潮の匂いがする辺鄙な漁村を、ホンダの原付バイクで走っていると
小道の脇に、痩せたおばあさんがひとり、片手を上げて立っていた。
私がバイクを止めると、おばあさんは「乗せろ」と目で合図した。
私はおばあさんを後ろに乗せて、また、ぶぶん、と走りだした。

横を向いて後部座席にちょこんと乗っかっているおばあさんは、ヘチマのたわしみたいに軽かった。
なんだか体温も感じられない。
風の抵抗も受け流して、柳のようにそよいでいる。

おばあさんに話しかけようとして、私は口をぱくぱくさせた。
おばあさんはその度にうんうんとうなずいて、私の背中をぽんぽんと叩いた。

おばあさんには私の言いたいことがわかっているようだった。
おばあさんは私のことをぜんぶお見通しだ。
私は、おばあさんの前では半透明になれた気分だった。
半透明、というのはありがたいことだ。
透明でない、というのは。

ひと通り口をぱくぱくさせ終えた私の頭に、おばあさんは右の掌をのせた。
頭に手をのせられながら、こんなのは本当に久しぶりだ、と思って、涙が出てきた。
泣くのも久しぶりだ。
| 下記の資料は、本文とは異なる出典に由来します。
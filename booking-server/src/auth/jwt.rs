//! JWT token service
//!
//! Issues and validates HS256 access tokens carrying the user id, email and
//! staff flag.

use chrono::{Duration, Utc};
use jsonwebtoken::errors::ErrorKind;
use jsonwebtoken::{Algorithm, DecodingKey, EncodingKey, Header, Validation, decode, encode};
use ring::rand::{SecureRandom, SystemRandom};
use serde::{Deserialize, Serialize};
use thiserror::Error;

use shared::models::User;

/// Minimum accepted secret length
pub const MIN_SECRET_LEN: usize = 32;

/// JWT configuration
#[derive(Clone, Serialize, Deserialize)]
pub struct JwtConfig {
    /// Signing secret (at least 32 bytes)
    pub secret: String,
    /// Token lifetime in minutes
    pub expiration_minutes: i64,
    pub issuer: String,
    pub audience: String,
}

impl JwtConfig {
    /// Load from `JWT_SECRET` / `JWT_EXPIRATION_MINUTES`
    ///
    /// Outside production a missing secret is replaced by a random one, so
    /// tokens do not survive a restart.
    pub fn from_env(is_production: bool) -> Result<Self, JwtError> {
        let secret = match std::env::var("JWT_SECRET") {
            Ok(secret) if secret.len() >= MIN_SECRET_LEN => secret,
            Ok(_) => {
                return Err(JwtError::ConfigError(format!(
                    "JWT_SECRET must be at least {MIN_SECRET_LEN} characters long"
                )));
            }
            Err(_) if is_production => {
                return Err(JwtError::ConfigError(
                    "JWT_SECRET environment variable must be set in production".to_string(),
                ));
            }
            Err(_) => {
                tracing::warn!("JWT_SECRET not set, generating a temporary development key");
                generate_printable_secret()?
            }
        };

        let expiration_minutes = std::env::var("JWT_EXPIRATION_MINUTES")
            .ok()
            .and_then(|s| s.parse().ok())
            .filter(|m: &i64| *m > 0)
            .unwrap_or(1440);

        Ok(Self::with_secret(secret).expiring_after(expiration_minutes))
    }

    /// Config with the given secret and default lifetime (24h)
    pub fn with_secret(secret: impl Into<String>) -> Self {
        Self {
            secret: secret.into(),
            expiration_minutes: 1440,
            issuer: "booking-server".to_string(),
            audience: "booking-clients".to_string(),
        }
    }

    pub fn expiring_after(mut self, minutes: i64) -> Self {
        self.expiration_minutes = minutes;
        self
    }
}

impl std::fmt::Debug for JwtConfig {
    fn fmt(&self, f: &mut std::fmt::Formatter<'_>) -> std::fmt::Result {
        f.debug_struct("JwtConfig")
            .field("secret", &"<redacted>")
            .field("expiration_minutes", &self.expiration_minutes)
            .field("issuer", &self.issuer)
            .field("audience", &self.audience)
            .finish()
    }
}

/// Claims stored in the token
#[derive(Debug, Clone, Serialize, Deserialize)]
pub struct Claims {
    /// User id (subject)
    pub sub: String,
    pub email: String,
    pub is_staff: bool,
    pub exp: i64,
    pub iat: i64,
    pub iss: String,
    pub aud: String,
}

#[derive(Error, Debug)]
pub enum JwtError {
    #[error("Invalid token: {0}")]
    InvalidToken(String),

    #[error("Token expired")]
    ExpiredToken,

    #[error("Invalid signature")]
    InvalidSignature,

    #[error("Token generation failed: {0}")]
    GenerationFailed(String),

    #[error("Key generation failed: {0}")]
    KeyGenerationFailed(String),

    #[error("Configuration error: {0}")]
    ConfigError(String),
}

/// Generate a 64-character printable secret
pub fn generate_printable_secret() -> Result<String, JwtError> {
    const ALLOWED: &[u8] =
        b"ABCDEFGHIJKLMNOPQRSTUVWXYZabcdefghijklmnopqrstuvwxyz0123456789-_=+.~!@#%^&*";

    let rng = SystemRandom::new();
    let mut bytes = [0u8; 64];
    rng.fill(&mut bytes).map_err(|_| {
        JwtError::KeyGenerationFailed("Failed to generate secure random key".to_string())
    })?;

    Ok(bytes
        .iter()
        .map(|b| ALLOWED[*b as usize % ALLOWED.len()] as char)
        .collect())
}

/// JWT token service
#[derive(Clone)]
pub struct JwtService {
    pub config: JwtConfig,
    encoding_key: EncodingKey,
    decoding_key: DecodingKey,
}

impl std::fmt::Debug for JwtService {
    fn fmt(&self, f: &mut std::fmt::Formatter<'_>) -> std::fmt::Result {
        f.debug_struct("JwtService")
            .field("issuer", &self.config.issuer)
            .field("expiration_minutes", &self.config.expiration_minutes)
            .finish_non_exhaustive()
    }
}

impl JwtService {
    pub fn with_config(config: JwtConfig) -> Self {
        let encoding_key = EncodingKey::from_secret(config.secret.as_bytes());
        let decoding_key = DecodingKey::from_secret(config.secret.as_bytes());

        Self {
            config,
            encoding_key,
            decoding_key,
        }
    }

    /// Issue a token for a user
    pub fn generate_token(&self, user: &User) -> Result<String, JwtError> {
        let now = Utc::now();
        let expiration = now + Duration::minutes(self.config.expiration_minutes);

        let claims = Claims {
            sub: user.id.to_string(),
            email: user.email.clone(),
            is_staff: user.is_staff,
            exp: expiration.timestamp(),
            iat: now.timestamp(),
            iss: self.config.issuer.clone(),
            aud: self.config.audience.clone(),
        };

        encode(&Header::new(Algorithm::HS256), &claims, &self.encoding_key)
            .map_err(|e| JwtError::GenerationFailed(e.to_string()))
    }

    /// Validate and decode a token
    pub fn validate_token(&self, token: &str) -> Result<Claims, JwtError> {
        let mut validation = Validation::new(Algorithm::HS256);
        validation.set_audience(&[&self.config.audience]);
        validation.set_issuer(&[&self.config.issuer]);
        validation.set_required_spec_claims(&["sub", "exp", "iat", "iss", "aud"]);

        let token_data = decode::<Claims>(token, &self.decoding_key, &validation).map_err(|e| {
            match e.kind() {
                ErrorKind::ExpiredSignature => JwtError::ExpiredToken,
                ErrorKind::InvalidSignature => JwtError::InvalidSignature,
                _ => JwtError::InvalidToken(e.to_string()),
            }
        })?;

        Ok(token_data.claims)
    }

    /// Extract the token from an `Authorization` header value
    pub fn extract_from_header(header: &str) -> Option<&str> {
        header.strip_prefix("Bearer ").map(str::trim).filter(|t| !t.is_empty())
    }
}

/// The authenticated caller, built from validated claims
#[derive(Debug, Clone, PartialEq, Eq)]
pub struct CurrentUser {
    pub id: i64,
    pub email: String,
    pub is_staff: bool,
}

impl TryFrom<Claims> for CurrentUser {
    type Error = JwtError;

    fn try_from(claims: Claims) -> Result<Self, Self::Error> {
        let id = claims
            .sub
            .parse()
            .map_err(|_| JwtError::InvalidToken(format!("Malformed subject: {}", claims.sub)))?;
        Ok(Self {
            id,
            email: claims.email,
            is_staff: claims.is_staff,
        })
    }
}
あのとき、私は泣く間もなかったんだった。

ふいにおばあさんが、私の肩を叩いた。
「ここでいい」
目の前はいつの間にか海だった。
「ここからはひとりでいけるだろう」とおばあさんは言った。

わたしはうなずいてバイクを降りた。
そして、一歩足を踏み出してみた。
地面の感触はない。わたしはヘチマのたわしよりも、もっと軽くなっていく。
うしろでおばあさんが手を振っている。
わたしが口をぱくぱくさせると、おばあさんはうんうんとうなずいた。